There are two corresponding settings that control the session lifetime.
First session.cookie-lifetime . This is the cookie lifetime, which by default is 0, which means that the cookie is destroyed when the browser is closed. By increasing this variable, you can set a longer life. This applies to server time, so you need to consider the time differences on your clients' machines and on your server. Assuming they were the same, setting the option, i.e. 3600 means that the session will expire in an hour. If you want to keep the session for a very long time, you will increase this number.
However, this is not enough. There is also session.gc-maxlifetime , this is the time after which the session data is considered garbage in the storage and destroyed. This is different from session.cookie-lifetime because this option checks the last access time of the session data, so it refers to the time the session data was last used (i.e. when the last user was active). Even if you set session.cookie-lifetime to a high value, this will not be enough because session.gc_maxlifetime is usually relatively low ( 1440 is the default value, which is only 24 minutes).
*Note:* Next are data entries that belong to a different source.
#![allow(dead_code)]

use fluent_model::FluentModel;

#[derive(FluentModel)]
struct Handle {
    #[fluent(validate(regex = "[a-z"))]
    name: String,
}

fn main() {}
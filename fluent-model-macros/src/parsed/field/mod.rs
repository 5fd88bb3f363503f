#[allow(unused_imports)]
use super::*;

mod defs;
mod parsed_field_impl;
mod validation_emit;
mod validation_helpers;

pub(crate) use defs::*;
use validation_emit::*;
use validation_helpers::*;
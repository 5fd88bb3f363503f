#![allow(dead_code)]

use fluent_model::FluentModel;

#[derive(FluentModel)]
#[fluent(skip)]
struct Account {
    name: String,
}

fn main() {}
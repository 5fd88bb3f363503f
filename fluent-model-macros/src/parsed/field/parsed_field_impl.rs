#[allow(unused_imports)]
use super::*;

impl ParsedField {
    pub(crate) fn from_field(field: &Field) -> Result<Self> {
        let ident = field
            .ident
            .clone()
            .ok_or_else(|| Error::new(field.span(), "FluentModel requires named fields"))?;
        let name = ident.unraw().to_string();

        let ty = classify_type(&field.ty);
        let mut validations = Vec::new();
        let mut normalize = None;
        let mut nested = false;
        let mut setter = SetterMode::Generated;

        for attr in &field.attrs {
            if attr.path().is_ident("fluent") {
                Self::parse_field_attr(attr, &ty, &mut validations, &mut normalize, &mut nested, &mut setter, &name)?;
            }
        }

        Ok(Self {
            ident,
            name,
            ty,
            validations,
            normalize,
            nested,
            setter,
        })
    }

    fn parse_field_attr(
        attr: &Attribute,
        ty: &TypeInfo,
        validations: &mut Vec<FieldValidation>,
        normalize: &mut Option<Path>,
        nested: &mut bool,
        setter: &mut SetterMode,
        field_name: &str,
    ) -> Result<()> {
        attr.parse_nested_meta(|meta| {
            if meta.path.is_ident("validate") {
                meta.parse_nested_meta(|rule| parse_validation_rule(rule, ty, validations, field_name))?;
            } else if meta.path.is_ident("normalize") {
                if normalize.is_some() {
                    return Err(meta.error("field already has a #[fluent(normalize = ...)] function"));
                }
                let lit: LitStr = meta.value()?.parse()?;
                let path: Path = lit
                    .parse()
                    .map_err(|err| Error::new(lit.span(), format!("invalid normalize path: {}", err)))?;
                *normalize = Some(path);
            } else if meta.path.is_ident("nested") {
                *nested = true;
            } else if meta.path.is_ident("custom") {
                if *setter == SetterMode::Skipped {
                    return Err(meta.error("#[fluent(custom)] cannot be combined with #[fluent(skip)]"));
                }
                *setter = SetterMode::Custom;
            } else if meta.path.is_ident("skip") {
                if *setter == SetterMode::Custom {
                    return Err(meta.error("#[fluent(skip)] cannot be combined with #[fluent(custom)]"));
                }
                *setter = SetterMode::Skipped;
            } else {
                let attr_name = meta.path.to_token_stream().to_string();
                return Err(meta.error(format!("unknown fluent attribute `{}` on `{}`", attr_name, field_name)));
            }
            Ok(())
        })
    }

    pub(crate) fn set_ident(&self) -> Ident {
        format_ident!("set_{}", self.name)
    }

    pub(crate) fn with_ident(&self) -> Ident {
        format_ident!("with_{}", self.name)
    }

    pub(crate) fn has_fluent_setter(&self) -> bool {
        self.setter != SetterMode::Skipped
    }

    pub(crate) fn to_descriptor_tokens(&self) -> TokenStream2 {
        let name = &self.name;
        let type_name: String = self.ty.ty.to_token_stream().to_string().split_whitespace().collect();
        let optional = self.ty.optional;
        let nested = self.nested;
        let validations = self.validations.iter().map(|validation| validation.to_descriptor_tokens());
        let setter = match self.setter {
            SetterMode::Generated => quote! { ::fluent_model::types::SetterMode::Generated },
            SetterMode::Custom => quote! { ::fluent_model::types::SetterMode::Custom },
            SetterMode::Skipped => quote! { ::fluent_model::types::SetterMode::Skipped },
        };
        quote! {
            ::fluent_model::types::FieldDescriptor {
                name: #name.to_string(),
                type_name: #type_name.to_string(),
                optional: #optional,
                nested: #nested,
                validations: vec![#(#validations),*],
                setter: #setter,
            }
        }
    }

    /// Checks against `value: &FieldType`, pushing into `issues`.
    pub(crate) fn check_snippet(&self) -> Option<TokenStream2> {
        let mut checks: Vec<TokenStream2> = self
            .validations
            .iter()
            .map(|validation| validation.emit_check(self))
            .collect();
        if self.nested {
            checks.push(self.nested_check());
        }
        if checks.is_empty() {
            return None;
        }
        if self.ty.optional {
            Some(quote! {
                if let Some(value) = value.as_ref() {
                    #(#checks)*
                }
            })
        } else {
            Some(quote! { #(#checks)* })
        }
    }

    fn nested_check(&self) -> TokenStream2 {
        let field_name = &self.name;
        if matches!(self.ty.base, FieldBase::Vec) {
            quote! {
                for (index, item) in value.iter().enumerate() {
                    if let Err(err) = ::fluent_model::Model::validate(item) {
                        let prefix = format!("{}[{}]", #field_name, index);
                        issues.extend(err.prefixed(&prefix).issues);
                    }
                }
            }
        } else {
            quote! {
                if let Err(err) = ::fluent_model::Model::validate(value) {
                    issues.extend(err.prefixed(#field_name).issues);
                }
            }
        }
    }

    /// Rebinds an owned, already-checked `value` to its stored form.
    pub(crate) fn finish_snippet(&self) -> Option<TokenStream2> {
        let nested = self.nested.then(|| {
            match (self.ty.optional, matches!(self.ty.base, FieldBase::Vec)) {
                (false, false) => quote! { let value = ::fluent_model::Model::validated(value)?; },
                (true, false) => quote! { let value = value.map(::fluent_model::Model::validated).transpose()?; },
                (false, true) => quote! {
                    let value = value
                        .into_iter()
                        .map(::fluent_model::Model::validated)
                        .collect::<::fluent_model::ValidationResult<::std::vec::Vec<_>>>()?;
                },
                (true, true) => quote! {
                    let value = value
                        .map(|items| {
                            items
                                .into_iter()
                                .map(::fluent_model::Model::validated)
                                .collect::<::fluent_model::ValidationResult<::std::vec::Vec<_>>>()
                        })
                        .transpose()?;
                },
            }
        });
        let normalize = self.normalize.as_ref().map(|path| {
            if self.ty.optional {
                quote! { let value = value.map(#path); }
            } else {
                quote! { let value = #path(value); }
            }
        });
        if nested.is_none() && normalize.is_none() {
            return None;
        }
        Some(quote! {
            #nested
            #normalize
        })
    }

    pub(crate) fn set_method(&self) -> TokenStream2 {
        let ident = &self.ident;
        let set_ident = self.set_ident();
        let ty = &self.ty.ty;
        let doc = format!(
            "Validates `value` and assigns it to `{}`. On error the field keeps its previous value.",
            self.name
        );
        let check = self.check_snippet().map(|checks| {
            quote! {
                {
                    let mut issues: ::std::vec::Vec<::fluent_model::ValidationIssue> = ::std::vec::Vec::new();
                    {
                        let value = &value;
                        #checks
                    }
                    if !issues.is_empty() {
                        return ::std::result::Result::Err(::fluent_model::ValidationError::new(issues));
                    }
                }
            }
        });
        let finish = self.finish_snippet();
        // Normalized values must still satisfy the field's own rules.
        let recheck = self.normalize.as_ref().and(check.as_ref());
        quote! {
            #[doc = #doc]
            pub fn #set_ident(&mut self, value: #ty) -> ::fluent_model::ValidationResult<()> {
                #check
                #finish
                #recheck
                self.#ident = value;
                ::std::result::Result::Ok(())
            }
        }
    }

    pub(crate) fn with_method(&self) -> Option<TokenStream2> {
        if self.setter != SetterMode::Generated {
            return None;
        }
        let set_ident = self.set_ident();
        let with_ident = self.with_ident();
        let ty = &self.ty.ty;
        let doc = format!("Sets `{}` and returns `self` for chaining.", self.name);
        let tokens = if !self.ty.optional && matches!(self.ty.base, FieldBase::String) {
            quote! {
                #[doc = #doc]
                pub fn #with_ident<S>(&mut self, value: S) -> ::fluent_model::ValidationResult<&mut Self>
                where
                    S: ::std::convert::Into<::std::string::String>,
                {
                    self.#set_ident(value.into())?;
                    ::std::result::Result::Ok(self)
                }
            }
        } else {
            quote! {
                #[doc = #doc]
                pub fn #with_ident(&mut self, value: #ty) -> ::fluent_model::ValidationResult<&mut Self> {
                    self.#set_ident(value)?;
                    ::std::result::Result::Ok(self)
                }
            }
        };
        Some(tokens)
    }

    pub(crate) fn set_value_arm(&self) -> TokenStream2 {
        let name = &self.name;
        let ty = &self.ty.ty;
        let set_ident = self.set_ident();
        quote! {
            #name => {
                let value: #ty = ::fluent_model::serde_json::from_value(value).map_err(|source| {
                    ::fluent_model::ModelError::InvalidValue { field: #name.to_string(), source }
                })?;
                self.#set_ident(value)?;
                ::std::result::Result::Ok(())
            }
        }
    }

    pub(crate) fn get_value_arm(&self) -> TokenStream2 {
        let name = &self.name;
        let ident = &self.ident;
        quote! {
            #name => ::fluent_model::serde_json::to_value(&self.#ident).map_err(::fluent_model::ModelError::from),
        }
    }

    pub(crate) fn apply_fluent_arm(&self) -> Option<TokenStream2> {
        if !self.has_fluent_setter() {
            return None;
        }
        let name = &self.name;
        let method = format!("with_{}", self.name);
        let ty = &self.ty.ty;
        let with_ident = self.with_ident();
        Some(quote! {
            #method => {
                let value: #ty = ::fluent_model::serde_json::from_value(value).map_err(|source| {
                    ::fluent_model::ModelError::InvalidValue { field: #name.to_string(), source }
                })?;
                self.#with_ident(value)?;
                ::std::result::Result::Ok(self)
            }
        })
    }
}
Despite the fact that you can set these parameters as relatively high values ββand work with them, I would recommend not to do this, as this will leave a lot of unnecessary session data hanging in your session store due to the GC does not collect the actual ones (which also increases the likelihood that someone will capture a session in a system that is not properly protected). The best approach is to remember me a cookie. Basically, you assign a user ID and some authentication token that you store in the database for each user (this means that someone does not fake cookies) in a cookie, and give it a long service life. In the initialization code of your application, you will verify that the user is logged in. If he / she is not logged in, you will check if the cookie is set to remember me. If so, you pull the user out of the database based on the user ID in the cookie, and then check the authentication token in db is the same as in the cookie. If they match, you simply create a session and automatically register the user.